▶ _Exercise objective_: Take every line from the listing below that includes "BTreeMap" and copy it.

(Beginning of Given data)

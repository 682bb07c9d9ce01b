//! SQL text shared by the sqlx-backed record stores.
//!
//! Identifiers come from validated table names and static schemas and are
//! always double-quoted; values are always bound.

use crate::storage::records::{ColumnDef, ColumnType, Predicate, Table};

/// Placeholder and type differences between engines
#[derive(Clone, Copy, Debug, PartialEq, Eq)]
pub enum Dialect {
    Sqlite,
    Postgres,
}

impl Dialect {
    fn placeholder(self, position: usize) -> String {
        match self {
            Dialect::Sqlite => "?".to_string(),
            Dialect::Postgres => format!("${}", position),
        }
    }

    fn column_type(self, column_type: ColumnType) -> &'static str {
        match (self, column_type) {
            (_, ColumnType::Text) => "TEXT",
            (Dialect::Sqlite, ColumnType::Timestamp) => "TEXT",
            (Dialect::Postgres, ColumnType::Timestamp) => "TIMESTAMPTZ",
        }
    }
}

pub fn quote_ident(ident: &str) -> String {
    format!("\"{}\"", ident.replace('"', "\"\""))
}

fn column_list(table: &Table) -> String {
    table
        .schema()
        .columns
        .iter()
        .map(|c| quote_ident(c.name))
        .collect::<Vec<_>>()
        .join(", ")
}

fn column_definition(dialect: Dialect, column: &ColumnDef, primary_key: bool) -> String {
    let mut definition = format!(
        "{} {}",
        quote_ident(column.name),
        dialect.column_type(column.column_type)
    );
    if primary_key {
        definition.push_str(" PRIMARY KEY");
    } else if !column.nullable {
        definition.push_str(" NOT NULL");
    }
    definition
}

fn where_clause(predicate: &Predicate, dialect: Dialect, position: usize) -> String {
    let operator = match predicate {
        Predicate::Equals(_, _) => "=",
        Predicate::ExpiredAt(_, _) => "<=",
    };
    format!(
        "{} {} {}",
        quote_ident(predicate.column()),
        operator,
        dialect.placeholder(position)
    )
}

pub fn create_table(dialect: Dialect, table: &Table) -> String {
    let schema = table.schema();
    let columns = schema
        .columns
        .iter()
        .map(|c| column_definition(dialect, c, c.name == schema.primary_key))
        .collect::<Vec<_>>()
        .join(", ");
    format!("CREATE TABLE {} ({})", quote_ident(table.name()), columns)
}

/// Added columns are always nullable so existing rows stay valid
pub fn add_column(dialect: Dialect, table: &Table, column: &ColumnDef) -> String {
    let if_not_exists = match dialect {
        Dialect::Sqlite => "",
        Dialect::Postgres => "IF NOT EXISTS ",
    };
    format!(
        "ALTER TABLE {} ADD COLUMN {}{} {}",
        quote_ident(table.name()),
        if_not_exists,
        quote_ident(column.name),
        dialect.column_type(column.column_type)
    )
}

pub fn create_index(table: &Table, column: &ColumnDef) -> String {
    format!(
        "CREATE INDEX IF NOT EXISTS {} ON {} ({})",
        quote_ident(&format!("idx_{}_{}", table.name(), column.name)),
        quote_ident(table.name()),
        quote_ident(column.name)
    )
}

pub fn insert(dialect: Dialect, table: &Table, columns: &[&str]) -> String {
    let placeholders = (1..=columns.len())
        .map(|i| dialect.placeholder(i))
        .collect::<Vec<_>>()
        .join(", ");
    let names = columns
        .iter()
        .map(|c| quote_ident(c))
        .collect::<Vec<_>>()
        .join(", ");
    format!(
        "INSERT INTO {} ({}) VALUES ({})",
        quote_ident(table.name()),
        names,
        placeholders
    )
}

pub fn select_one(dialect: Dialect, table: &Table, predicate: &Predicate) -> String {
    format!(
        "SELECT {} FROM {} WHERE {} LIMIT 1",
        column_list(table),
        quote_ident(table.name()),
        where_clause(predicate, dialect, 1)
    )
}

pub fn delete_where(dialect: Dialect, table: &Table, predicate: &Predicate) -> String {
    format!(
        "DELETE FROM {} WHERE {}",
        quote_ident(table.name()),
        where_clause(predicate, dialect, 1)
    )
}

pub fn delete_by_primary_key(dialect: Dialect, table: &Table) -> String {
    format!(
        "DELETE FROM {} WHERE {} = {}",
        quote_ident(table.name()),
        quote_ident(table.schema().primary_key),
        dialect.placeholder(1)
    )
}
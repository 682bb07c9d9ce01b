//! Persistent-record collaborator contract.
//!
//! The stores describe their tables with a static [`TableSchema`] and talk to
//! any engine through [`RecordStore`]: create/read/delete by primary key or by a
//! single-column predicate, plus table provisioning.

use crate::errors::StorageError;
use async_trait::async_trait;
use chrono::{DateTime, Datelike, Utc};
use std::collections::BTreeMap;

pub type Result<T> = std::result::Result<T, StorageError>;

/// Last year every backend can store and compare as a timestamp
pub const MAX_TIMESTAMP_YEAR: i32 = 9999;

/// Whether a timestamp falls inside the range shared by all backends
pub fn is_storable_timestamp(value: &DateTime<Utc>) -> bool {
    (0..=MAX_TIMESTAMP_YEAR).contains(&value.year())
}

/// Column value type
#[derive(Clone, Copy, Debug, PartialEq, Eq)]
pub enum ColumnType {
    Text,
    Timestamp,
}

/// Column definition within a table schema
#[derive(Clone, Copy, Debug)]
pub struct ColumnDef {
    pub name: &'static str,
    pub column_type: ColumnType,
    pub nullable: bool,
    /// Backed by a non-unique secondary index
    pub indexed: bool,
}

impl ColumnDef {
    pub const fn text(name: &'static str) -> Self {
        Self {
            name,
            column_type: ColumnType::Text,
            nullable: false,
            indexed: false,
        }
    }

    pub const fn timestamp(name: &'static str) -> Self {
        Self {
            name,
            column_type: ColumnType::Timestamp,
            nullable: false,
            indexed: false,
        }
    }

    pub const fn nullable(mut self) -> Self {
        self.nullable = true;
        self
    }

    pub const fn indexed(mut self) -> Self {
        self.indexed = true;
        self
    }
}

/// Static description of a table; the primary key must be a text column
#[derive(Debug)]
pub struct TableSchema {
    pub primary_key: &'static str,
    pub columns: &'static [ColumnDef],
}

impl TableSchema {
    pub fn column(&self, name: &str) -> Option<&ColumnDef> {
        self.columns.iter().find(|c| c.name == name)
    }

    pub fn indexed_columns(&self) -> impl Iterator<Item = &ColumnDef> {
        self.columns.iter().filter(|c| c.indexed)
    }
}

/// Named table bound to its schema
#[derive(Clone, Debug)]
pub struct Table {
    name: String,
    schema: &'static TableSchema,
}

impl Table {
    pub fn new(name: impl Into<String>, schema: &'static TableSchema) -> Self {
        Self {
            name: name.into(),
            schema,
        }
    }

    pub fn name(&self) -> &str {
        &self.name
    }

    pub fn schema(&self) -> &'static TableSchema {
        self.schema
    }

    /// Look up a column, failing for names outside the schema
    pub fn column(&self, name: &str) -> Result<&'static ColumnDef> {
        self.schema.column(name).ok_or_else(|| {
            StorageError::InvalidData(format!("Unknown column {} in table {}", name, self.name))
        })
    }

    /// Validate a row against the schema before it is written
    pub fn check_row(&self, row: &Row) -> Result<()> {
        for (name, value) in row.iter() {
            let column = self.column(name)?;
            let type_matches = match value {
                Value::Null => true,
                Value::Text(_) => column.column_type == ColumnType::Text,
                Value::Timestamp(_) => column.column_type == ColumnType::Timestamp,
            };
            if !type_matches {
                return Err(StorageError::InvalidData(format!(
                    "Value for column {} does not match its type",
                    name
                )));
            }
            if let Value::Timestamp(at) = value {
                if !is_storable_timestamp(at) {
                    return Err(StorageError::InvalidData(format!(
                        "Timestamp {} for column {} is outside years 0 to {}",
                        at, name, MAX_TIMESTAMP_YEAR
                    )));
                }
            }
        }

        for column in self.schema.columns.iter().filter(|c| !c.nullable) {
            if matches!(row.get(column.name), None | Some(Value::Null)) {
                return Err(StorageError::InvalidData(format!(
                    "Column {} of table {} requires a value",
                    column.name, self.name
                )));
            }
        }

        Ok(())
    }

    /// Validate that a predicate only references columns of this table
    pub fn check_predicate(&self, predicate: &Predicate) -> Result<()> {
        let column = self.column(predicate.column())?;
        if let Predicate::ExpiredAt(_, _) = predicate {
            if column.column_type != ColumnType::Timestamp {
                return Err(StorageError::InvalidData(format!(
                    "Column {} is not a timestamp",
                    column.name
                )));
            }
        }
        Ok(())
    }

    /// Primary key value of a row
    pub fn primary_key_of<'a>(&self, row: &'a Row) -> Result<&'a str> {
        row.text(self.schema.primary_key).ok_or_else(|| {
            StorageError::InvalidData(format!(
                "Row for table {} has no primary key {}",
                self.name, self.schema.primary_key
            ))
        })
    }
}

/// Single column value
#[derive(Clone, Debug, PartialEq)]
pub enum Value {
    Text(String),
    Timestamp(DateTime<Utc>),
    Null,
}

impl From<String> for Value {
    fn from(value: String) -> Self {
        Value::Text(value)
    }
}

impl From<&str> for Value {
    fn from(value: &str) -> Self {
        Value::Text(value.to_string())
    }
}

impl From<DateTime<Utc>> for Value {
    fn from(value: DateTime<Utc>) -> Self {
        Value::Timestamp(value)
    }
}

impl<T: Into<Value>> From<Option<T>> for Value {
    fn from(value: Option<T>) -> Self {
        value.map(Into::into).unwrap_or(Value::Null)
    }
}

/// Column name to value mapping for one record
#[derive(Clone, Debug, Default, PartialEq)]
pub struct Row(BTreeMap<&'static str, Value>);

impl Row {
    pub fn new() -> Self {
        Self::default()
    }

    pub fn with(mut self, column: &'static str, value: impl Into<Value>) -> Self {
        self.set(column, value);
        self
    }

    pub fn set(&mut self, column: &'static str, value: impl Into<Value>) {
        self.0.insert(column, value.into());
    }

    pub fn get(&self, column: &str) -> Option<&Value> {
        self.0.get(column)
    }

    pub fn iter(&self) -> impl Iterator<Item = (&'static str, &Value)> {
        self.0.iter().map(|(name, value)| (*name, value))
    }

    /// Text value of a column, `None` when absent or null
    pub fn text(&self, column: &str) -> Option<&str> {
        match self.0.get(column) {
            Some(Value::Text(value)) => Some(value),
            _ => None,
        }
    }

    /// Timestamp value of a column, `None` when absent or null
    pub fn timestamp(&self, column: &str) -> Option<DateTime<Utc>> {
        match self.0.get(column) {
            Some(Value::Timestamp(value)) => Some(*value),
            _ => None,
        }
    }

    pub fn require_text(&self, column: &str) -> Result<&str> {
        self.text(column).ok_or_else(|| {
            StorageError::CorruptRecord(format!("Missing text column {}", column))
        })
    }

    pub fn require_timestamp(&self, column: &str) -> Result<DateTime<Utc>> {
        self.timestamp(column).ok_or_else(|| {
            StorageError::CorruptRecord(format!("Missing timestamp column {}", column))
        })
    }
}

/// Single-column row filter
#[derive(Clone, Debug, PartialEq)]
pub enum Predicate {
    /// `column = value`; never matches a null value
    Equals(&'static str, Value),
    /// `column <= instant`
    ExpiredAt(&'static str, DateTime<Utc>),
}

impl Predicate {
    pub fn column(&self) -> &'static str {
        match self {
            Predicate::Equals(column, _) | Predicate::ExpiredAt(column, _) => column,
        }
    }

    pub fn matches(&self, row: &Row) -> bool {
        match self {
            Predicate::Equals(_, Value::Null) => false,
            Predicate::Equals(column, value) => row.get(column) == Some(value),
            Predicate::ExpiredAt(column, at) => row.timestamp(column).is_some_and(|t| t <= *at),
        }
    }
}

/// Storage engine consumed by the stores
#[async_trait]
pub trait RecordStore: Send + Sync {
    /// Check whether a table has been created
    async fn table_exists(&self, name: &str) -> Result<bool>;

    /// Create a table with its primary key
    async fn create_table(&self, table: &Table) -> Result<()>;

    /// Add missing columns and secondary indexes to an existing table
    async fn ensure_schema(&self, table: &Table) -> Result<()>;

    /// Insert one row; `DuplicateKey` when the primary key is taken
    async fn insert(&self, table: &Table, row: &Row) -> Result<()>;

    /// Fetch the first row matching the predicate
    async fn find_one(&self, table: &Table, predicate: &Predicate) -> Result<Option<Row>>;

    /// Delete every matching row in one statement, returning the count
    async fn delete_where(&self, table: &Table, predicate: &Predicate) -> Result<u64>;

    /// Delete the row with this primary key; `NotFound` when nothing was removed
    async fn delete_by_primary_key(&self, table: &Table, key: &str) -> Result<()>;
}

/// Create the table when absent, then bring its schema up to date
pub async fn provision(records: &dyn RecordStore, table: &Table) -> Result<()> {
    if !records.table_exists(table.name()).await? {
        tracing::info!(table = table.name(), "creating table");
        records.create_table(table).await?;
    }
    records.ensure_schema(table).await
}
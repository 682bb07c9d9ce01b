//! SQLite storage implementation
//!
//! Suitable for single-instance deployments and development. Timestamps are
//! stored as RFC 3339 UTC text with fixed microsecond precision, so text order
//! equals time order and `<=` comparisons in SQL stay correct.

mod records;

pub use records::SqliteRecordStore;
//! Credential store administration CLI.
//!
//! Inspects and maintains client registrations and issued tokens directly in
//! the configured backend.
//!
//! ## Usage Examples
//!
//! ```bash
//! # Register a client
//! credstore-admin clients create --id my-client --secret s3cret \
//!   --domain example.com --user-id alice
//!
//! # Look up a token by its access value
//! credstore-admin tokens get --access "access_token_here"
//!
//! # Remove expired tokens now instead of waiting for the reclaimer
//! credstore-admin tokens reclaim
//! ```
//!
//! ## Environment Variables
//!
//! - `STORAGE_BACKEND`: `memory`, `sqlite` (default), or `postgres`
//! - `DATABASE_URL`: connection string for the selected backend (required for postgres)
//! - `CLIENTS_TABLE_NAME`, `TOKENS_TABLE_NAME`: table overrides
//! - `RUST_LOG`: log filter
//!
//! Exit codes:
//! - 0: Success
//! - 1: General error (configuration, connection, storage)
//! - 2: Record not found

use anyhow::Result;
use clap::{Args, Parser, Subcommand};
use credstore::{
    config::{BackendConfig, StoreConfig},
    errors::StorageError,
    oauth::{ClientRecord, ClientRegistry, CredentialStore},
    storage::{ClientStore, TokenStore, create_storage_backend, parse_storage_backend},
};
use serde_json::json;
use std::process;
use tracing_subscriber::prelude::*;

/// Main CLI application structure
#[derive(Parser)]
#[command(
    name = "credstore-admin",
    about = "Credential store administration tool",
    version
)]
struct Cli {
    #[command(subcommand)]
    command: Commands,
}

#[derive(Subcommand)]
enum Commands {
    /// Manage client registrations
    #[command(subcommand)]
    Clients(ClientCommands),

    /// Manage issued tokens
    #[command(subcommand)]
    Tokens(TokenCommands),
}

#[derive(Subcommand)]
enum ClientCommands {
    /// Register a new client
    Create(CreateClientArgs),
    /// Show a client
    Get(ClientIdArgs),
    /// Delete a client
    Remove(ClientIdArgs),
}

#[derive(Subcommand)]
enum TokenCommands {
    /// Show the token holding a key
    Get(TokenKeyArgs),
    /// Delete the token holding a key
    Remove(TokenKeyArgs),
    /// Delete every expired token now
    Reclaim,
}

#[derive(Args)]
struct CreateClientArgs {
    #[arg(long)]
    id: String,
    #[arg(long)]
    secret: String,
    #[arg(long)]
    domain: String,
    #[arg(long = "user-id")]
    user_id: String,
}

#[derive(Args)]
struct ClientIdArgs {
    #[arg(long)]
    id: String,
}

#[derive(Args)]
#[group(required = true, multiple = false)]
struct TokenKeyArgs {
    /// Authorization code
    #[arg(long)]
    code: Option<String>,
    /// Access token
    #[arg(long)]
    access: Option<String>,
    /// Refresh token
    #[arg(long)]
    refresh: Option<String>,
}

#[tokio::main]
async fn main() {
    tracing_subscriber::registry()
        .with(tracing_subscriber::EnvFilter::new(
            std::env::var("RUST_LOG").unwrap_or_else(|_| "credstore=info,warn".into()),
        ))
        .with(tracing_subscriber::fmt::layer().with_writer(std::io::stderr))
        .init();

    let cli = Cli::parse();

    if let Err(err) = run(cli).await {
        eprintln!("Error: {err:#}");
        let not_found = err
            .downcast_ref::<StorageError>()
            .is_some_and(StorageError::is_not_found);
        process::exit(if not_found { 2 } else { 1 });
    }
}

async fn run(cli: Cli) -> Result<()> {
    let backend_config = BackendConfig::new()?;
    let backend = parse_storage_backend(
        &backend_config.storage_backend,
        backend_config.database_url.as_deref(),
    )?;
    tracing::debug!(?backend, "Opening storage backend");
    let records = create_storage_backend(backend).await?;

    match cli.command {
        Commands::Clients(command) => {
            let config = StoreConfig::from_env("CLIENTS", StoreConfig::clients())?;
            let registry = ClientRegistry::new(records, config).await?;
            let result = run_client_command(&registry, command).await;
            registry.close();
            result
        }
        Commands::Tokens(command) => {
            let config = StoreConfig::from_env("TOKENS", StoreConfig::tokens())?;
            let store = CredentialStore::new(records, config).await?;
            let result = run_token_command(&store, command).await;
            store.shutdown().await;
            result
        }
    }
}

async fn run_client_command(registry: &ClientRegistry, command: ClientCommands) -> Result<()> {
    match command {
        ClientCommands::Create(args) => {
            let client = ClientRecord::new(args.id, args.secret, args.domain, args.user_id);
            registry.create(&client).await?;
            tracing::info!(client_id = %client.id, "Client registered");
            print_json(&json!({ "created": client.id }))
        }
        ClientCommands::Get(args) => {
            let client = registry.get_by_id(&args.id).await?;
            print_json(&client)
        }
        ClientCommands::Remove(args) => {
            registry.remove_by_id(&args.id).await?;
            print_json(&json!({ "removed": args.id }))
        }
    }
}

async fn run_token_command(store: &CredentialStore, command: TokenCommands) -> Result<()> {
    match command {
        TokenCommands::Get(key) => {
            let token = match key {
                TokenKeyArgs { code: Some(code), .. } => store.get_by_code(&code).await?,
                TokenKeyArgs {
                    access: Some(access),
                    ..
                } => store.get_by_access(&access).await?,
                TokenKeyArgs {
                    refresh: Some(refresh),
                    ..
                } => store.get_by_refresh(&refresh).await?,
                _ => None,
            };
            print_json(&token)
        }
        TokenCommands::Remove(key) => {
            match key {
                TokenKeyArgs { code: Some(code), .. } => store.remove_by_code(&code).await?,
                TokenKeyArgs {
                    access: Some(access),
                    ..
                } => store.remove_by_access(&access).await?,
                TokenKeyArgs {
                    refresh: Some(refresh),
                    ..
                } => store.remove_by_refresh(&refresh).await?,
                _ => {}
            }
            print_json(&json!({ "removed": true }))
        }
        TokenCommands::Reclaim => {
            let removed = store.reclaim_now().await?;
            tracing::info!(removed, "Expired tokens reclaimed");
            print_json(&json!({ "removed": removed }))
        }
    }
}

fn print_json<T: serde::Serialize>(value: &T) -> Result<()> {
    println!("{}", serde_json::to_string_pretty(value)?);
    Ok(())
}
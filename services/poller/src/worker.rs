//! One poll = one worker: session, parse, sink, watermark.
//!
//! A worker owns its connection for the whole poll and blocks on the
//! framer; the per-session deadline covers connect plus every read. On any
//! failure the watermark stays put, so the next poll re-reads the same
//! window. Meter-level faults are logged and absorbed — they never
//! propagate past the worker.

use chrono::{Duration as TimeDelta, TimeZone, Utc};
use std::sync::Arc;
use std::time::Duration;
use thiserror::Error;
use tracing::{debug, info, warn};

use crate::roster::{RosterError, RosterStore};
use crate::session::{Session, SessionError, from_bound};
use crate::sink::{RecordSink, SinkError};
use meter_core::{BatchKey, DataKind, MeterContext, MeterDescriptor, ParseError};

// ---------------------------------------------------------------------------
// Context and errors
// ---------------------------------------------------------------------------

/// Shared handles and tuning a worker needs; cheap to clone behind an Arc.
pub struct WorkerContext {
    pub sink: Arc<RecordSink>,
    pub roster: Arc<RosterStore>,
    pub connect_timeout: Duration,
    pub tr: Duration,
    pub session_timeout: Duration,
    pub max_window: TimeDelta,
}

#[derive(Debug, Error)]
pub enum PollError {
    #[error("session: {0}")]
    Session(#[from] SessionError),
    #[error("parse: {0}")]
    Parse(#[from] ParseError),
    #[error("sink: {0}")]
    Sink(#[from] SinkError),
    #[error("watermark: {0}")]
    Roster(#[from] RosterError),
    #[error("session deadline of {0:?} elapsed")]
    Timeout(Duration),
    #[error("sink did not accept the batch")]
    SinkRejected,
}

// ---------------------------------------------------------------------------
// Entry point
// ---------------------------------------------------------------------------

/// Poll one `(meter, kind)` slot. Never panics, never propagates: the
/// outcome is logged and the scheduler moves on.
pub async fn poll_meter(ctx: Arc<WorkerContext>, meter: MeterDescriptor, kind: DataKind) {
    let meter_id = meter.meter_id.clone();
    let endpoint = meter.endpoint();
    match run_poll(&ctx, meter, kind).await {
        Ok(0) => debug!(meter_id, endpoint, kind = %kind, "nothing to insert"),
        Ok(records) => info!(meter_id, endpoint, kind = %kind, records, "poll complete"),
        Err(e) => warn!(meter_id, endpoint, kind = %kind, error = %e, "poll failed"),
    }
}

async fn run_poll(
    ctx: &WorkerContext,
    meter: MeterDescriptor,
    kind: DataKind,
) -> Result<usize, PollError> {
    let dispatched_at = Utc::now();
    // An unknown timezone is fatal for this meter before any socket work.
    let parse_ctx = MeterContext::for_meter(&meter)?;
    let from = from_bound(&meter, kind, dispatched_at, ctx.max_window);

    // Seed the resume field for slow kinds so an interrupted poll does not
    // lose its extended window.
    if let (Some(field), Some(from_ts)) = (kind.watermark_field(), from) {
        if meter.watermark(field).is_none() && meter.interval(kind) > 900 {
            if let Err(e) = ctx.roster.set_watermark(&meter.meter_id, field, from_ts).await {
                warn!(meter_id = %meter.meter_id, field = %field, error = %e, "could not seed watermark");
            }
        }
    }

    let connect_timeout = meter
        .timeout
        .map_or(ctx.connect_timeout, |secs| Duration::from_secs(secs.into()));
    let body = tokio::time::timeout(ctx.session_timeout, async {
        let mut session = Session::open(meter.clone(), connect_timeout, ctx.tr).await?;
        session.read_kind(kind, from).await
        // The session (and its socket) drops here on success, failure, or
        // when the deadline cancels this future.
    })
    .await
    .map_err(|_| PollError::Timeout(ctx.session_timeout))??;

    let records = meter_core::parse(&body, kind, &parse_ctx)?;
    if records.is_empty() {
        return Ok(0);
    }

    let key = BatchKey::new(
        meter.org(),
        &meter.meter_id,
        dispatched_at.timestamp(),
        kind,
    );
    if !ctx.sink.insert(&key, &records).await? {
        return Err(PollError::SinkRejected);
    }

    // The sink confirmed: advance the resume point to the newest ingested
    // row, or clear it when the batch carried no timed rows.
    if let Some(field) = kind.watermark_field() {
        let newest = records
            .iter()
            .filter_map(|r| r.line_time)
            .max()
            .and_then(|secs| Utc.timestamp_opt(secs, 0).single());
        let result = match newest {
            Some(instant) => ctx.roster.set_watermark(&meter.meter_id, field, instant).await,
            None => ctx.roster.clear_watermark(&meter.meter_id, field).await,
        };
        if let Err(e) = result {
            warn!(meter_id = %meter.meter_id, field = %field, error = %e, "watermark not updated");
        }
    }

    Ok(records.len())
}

(End of Given data)

▶ _Result of this task_:
use std::collections::BTreeMap;
pub struct Row(BTreeMap<&'static str, Value>);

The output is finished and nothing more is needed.